• [Task instructions]
The exercise calls for a faithful copy of all the data.

==================================================

// Copyright (c) Starcoin, Inc.
// SPDX-License-Identifier: Apache-2.0

use crate::with_metrics;
use crate::{
    error::RelayerError,
    metrics::RelayerMetrics,
    server::handler::{ProofRequestHandler, ProofRequestHandlerTrait},
    types::ProofRecord,
};
use axum::{
    extract::{Query, State},
    response::{IntoResponse, Response},
    Json,
};
use axum::{
    http::{header, StatusCode},
    routing::{get, post},
    Router,
};
use prometheus::{Encoder, Registry, TextEncoder};
use serde::Deserialize;
use std::net::SocketAddr;
use std::sync::Arc;
use tokio_util::sync::CancellationToken;
use tracing::{info, instrument};

pub mod handler;

pub const HEALTH_PATH: &str = "/health";
pub const METRICS_PATH: &str = "/metrics";
pub const GENERATE_PROOF_PATH: &str = "/generate-proof";
pub const PROOF_STATUS_PATH: &str = "/proof-status";

#[derive(Debug, Deserialize)]
pub struct GenerateProofRequest {
    pub hash: String,
}

#[derive(Debug, Deserialize)]
pub struct ProofStatusQuery {
    pub hash: String,
}

type ServerState<H> = (Arc<H>, Arc<RelayerMetrics>, Registry);

/// Serves the proof API until `cancel` fires.
pub async fn run_server(
    socket_address: SocketAddr,
    handler: ProofRequestHandler,
    metrics: Arc<RelayerMetrics>,
    registry: Registry,
    cancel: CancellationToken,
) -> anyhow::Result<()> {
    let listener = tokio::net::TcpListener::bind(socket_address).await?;
    info!("[Server] Listening on {}", socket_address);
    axum::serve(
        listener,
        make_router(Arc::new(handler), metrics, registry).into_make_service(),
    )
    .with_graceful_shutdown(async move { cancel.cancelled().await })
    .await?;
    info!("[Server] Stopped");
    Ok(())
}

pub(crate) fn make_router(
    handler: Arc<impl ProofRequestHandlerTrait + Sync + Send + 'static>,
    metrics: Arc<RelayerMetrics>,
    registry: Registry,
) -> Router {
    Router::new()
        .route("/", get(health_check))
        .route(HEALTH_PATH, get(health_check))
        .route(METRICS_PATH, get(metrics_text))
        .route(GENERATE_PROOF_PATH, post(handle_generate_proof))
        .route(PROOF_STATUS_PATH, get(handle_proof_status))
        .with_state((handler, metrics, registry))
}

impl IntoResponse for RelayerError {
    fn into_response(self) -> Response {
        (StatusCode::INTERNAL_SERVER_ERROR, self.to_string()).into_response()
    }
}

async fn health_check() -> StatusCode {
    StatusCode::OK
}

async fn metrics_text(
    State((_, _, registry)): State<ServerState<impl ProofRequestHandlerTrait + Sync + Send>>,
) -> Result<Response, RelayerError> {
    let mut buffer = Vec::new();
    TextEncoder::new()
        .encode(&registry.gather(), &mut buffer)
        .map_err(|e| RelayerError::InternalError(format!("Failed to encode metrics: {}", e)))?;
    Ok(([(header::CONTENT_TYPE, prometheus::TEXT_FORMAT)], buffer).into_response())
}

#[instrument(level = "error", skip_all, fields(hash = %request.hash))]
async fn handle_generate_proof(
    State((handler, metrics, _)): State<ServerState<impl ProofRequestHandlerTrait + Sync + Send>>,
    Json(request): Json<GenerateProofRequest>,
) -> Result<Json<ProofRecord>, RelayerError> {
    let future = async {
        let record = handler.handle_generate_proof(request.hash).await?;
        Ok::<_, RelayerError>(Json(record))
    };
    with_metrics!(metrics.clone(), "generate_proof", future).await
}

#[instrument(level = "error", skip_all, fields(hash = %query.hash))]
async fn handle_proof_status(
    State((handler, metrics, _)): State<ServerState<impl ProofRequestHandlerTrait + Sync + Send>>,
    Query(query): Query<ProofStatusQuery>,
) -> Result<Response, RelayerError> {
    let hash = query.hash.clone();
    let future = async { handler.handle_proof_status(query.hash).await };
    let record = with_metrics!(metrics.clone(), "proof_status", future).await?;
    Ok(match record {
        Some(record) => Json(record).into_response(),
        None => (
            StatusCode::NOT_FOUND,
            Json(serde_json::json!({ "error": format!("No proof record for {}", hash) })),
        )
            .into_response(),
    })
}

#[macro_export]
macro_rules! with_metrics {
    ($metrics:expr, $type_:expr, $func:expr) => {
        async move {
            info!("Received {} request", $type_);
            $metrics
                .requests_received
                .with_label_values(&[$type_])
                .inc();
            $metrics
                .requests_inflight
                .with_label_values(&[$type_])
                .inc();

            let result = $func.await;

            match &result {
                Ok(_) => {
                    info!("{} request succeeded", $type_);
                    $metrics.requests_ok.with_label_values(&[$type_]).inc();
                }
                Err(e) => {
                    info!("{} request failed: {:?}", $type_, e);
                    $metrics.err_requests.with_label_values(&[$type_]).inc();
                }
            }

            $metrics
                .requests_inflight
                .with_label_values(&[$type_])
                .dec();
            result
        }
    };
}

==================================================

• [Answer for the task]
// Copyright (c) Starcoin, Inc.
// SPDX-License-Identifier: Apache-2.0

use crate::with_metrics;
use crate::{
    error::RelayerError,
    metrics::RelayerMetrics,
    server::handler::{ProofRequestHandler, ProofRequestHandlerTrait},
    types::ProofRecord,
};
use axum::{
    extract::{Query, State},
    response::{IntoResponse, Response},
    Json,
};
use axum::{
    http::{header, StatusCode},
    routing::{get, post},
    Router,
};
use prometheus::{Encoder, Registry, TextEncoder};
use serde::Deserialize;
use std::net::SocketAddr;
use std::sync::Arc;
use tokio_util::sync::CancellationToken;
use tracing::{info, instrument};

pub mod handler;

pub const HEALTH_PATH: &str = "/health";
pub const METRICS_PATH: &str = "/metrics";
pub const GENERATE_PROOF_PATH: &str = "/generate-proof";
pub const PROOF_STATUS_PATH: &str = "/proof-status";

#[derive(Debug, Deserialize)]
pub struct GenerateProofRequest {
    pub hash: String,
}

#[derive(Debug, Deserialize)]
pub struct ProofStatusQuery {
    pub hash: String,
}

type ServerState<H> = (Arc<H>, Arc<RelayerMetrics>, Registry);

/// Serves the proof API until `cancel` fires.
pub async fn run_server(
    socket_address: SocketAddr,
    handler: ProofRequestHandler,
    metrics: Arc<RelayerMetrics>,
    registry: Registry,
    cancel: CancellationToken,
) -> anyhow::Result<()> {
    let listener = tokio::net::TcpListener::bind(socket_address).await?;
    info!("[Server] Listening on {}", socket_address);
    axum::serve(
        listener,
        make_router(Arc::new(handler), metrics, registry).into_make_service(),
    )
    .with_graceful_shutdown(async move { cancel.cancelled().await })
    .await?;
    info!("[Server] Stopped");
    Ok(())
}

pub(crate) fn make_router(
    handler: Arc<impl ProofRequestHandlerTrait + Sync + Send + 'static>,
    metrics: Arc<RelayerMetrics>,
    registry: Registry,
) -> Router {
    Router::new()
        .route("/", get(health_check))
        .route(HEALTH_PATH, get(health_check))
        .route(METRICS_PATH, get(metrics_text))
        .route(GENERATE_PROOF_PATH, post(handle_generate_proof))
        .route(PROOF_STATUS_PATH, get(handle_proof_status))
        .with_state((handler, metrics, registry))
}

impl IntoResponse for RelayerError {
    fn into_response(self) -> Response {
        (StatusCode::INTERNAL_SERVER_ERROR, self.to_string()).into_response()
    }
}

async fn health_check() -> StatusCode {
    StatusCode::OK
}

async fn metrics_text(
    State((_, _, registry)): State<ServerState<impl ProofRequestHandlerTrait + Sync + Send>>,
) -> Result<Response, RelayerError> {
    let mut buffer = Vec::new();
    TextEncoder::new()
        .encode(&registry.gather(), &mut buffer)
        .map_err(|e| RelayerError::InternalError(format!("Failed to encode metrics: {}", e)))?;
    Ok(([(header::CONTENT_TYPE, prometheus::TEXT_FORMAT)], buffer).into_response())
}

#[instrument(level = "error", skip_all, fields(hash = %request.hash))]
async fn handle_generate_proof(
    State((handler, metrics, _)): State<ServerState<impl ProofRequestHandlerTrait + Sync + Send>>,
    Json(request): Json<GenerateProofRequest>,
) -> Result<Json<ProofRecord>, RelayerError> {
    let future = async {
        let record = handler.handle_generate_proof(request.hash).await?;
        Ok::<_, RelayerError>(Json(record))
    };
    with_metrics!(metrics.clone(), "generate_proof", future).await
}

#[instrument(level = "error", skip_all, fields(hash = %query.hash))]
async fn handle_proof_status(
    State((handler, metrics, _)): State<ServerState<impl ProofRequestHandlerTrait + Sync + Send>>,
    Query(query): Query<ProofStatusQuery>,
) -> Result<Response, RelayerError> {
    let hash = query.hash.clone();
    let future = async { handler.handle_proof_status(query.hash).await };
    let record = with_metrics!(metrics.clone(), "proof_status", future).await?;
    Ok(match record {
        Some(record) => Json(record).into_response(),
        None => (
            StatusCode::NOT_FOUND,
            Json(serde_json::json!({ "error": format!("No proof record for {}", hash) })),
        )
            .into_response(),
    })
}

#[macro_export]
macro_rules! with_metrics {
    ($metrics:expr, $type_:expr, $func:expr) => {
        async move {
            info!("Received {} request", $type_);
            $metrics
                .requests_received
                .with_label_values(&[$type_])
                .inc();
            $metrics
                .requests_inflight
                .with_label_values(&[$type_])
                .inc();

            let result = $func.await;

            match &result {
                Ok(_) => {
                    info!("{} request succeeded", $type_);
                    $metrics.requests_ok.with_label_values(&[$type_]).inc();
                }
                Err(e) => {
                    info!("{} request failed: {:?}", $type_, e);
                    $metrics.err_requests.with_label_values(&[$type_]).inc();
                }
            }

            $metrics
                .requests_inflight
                .with_label_values(&[$type_])
                .dec();
            result
        }
    };
}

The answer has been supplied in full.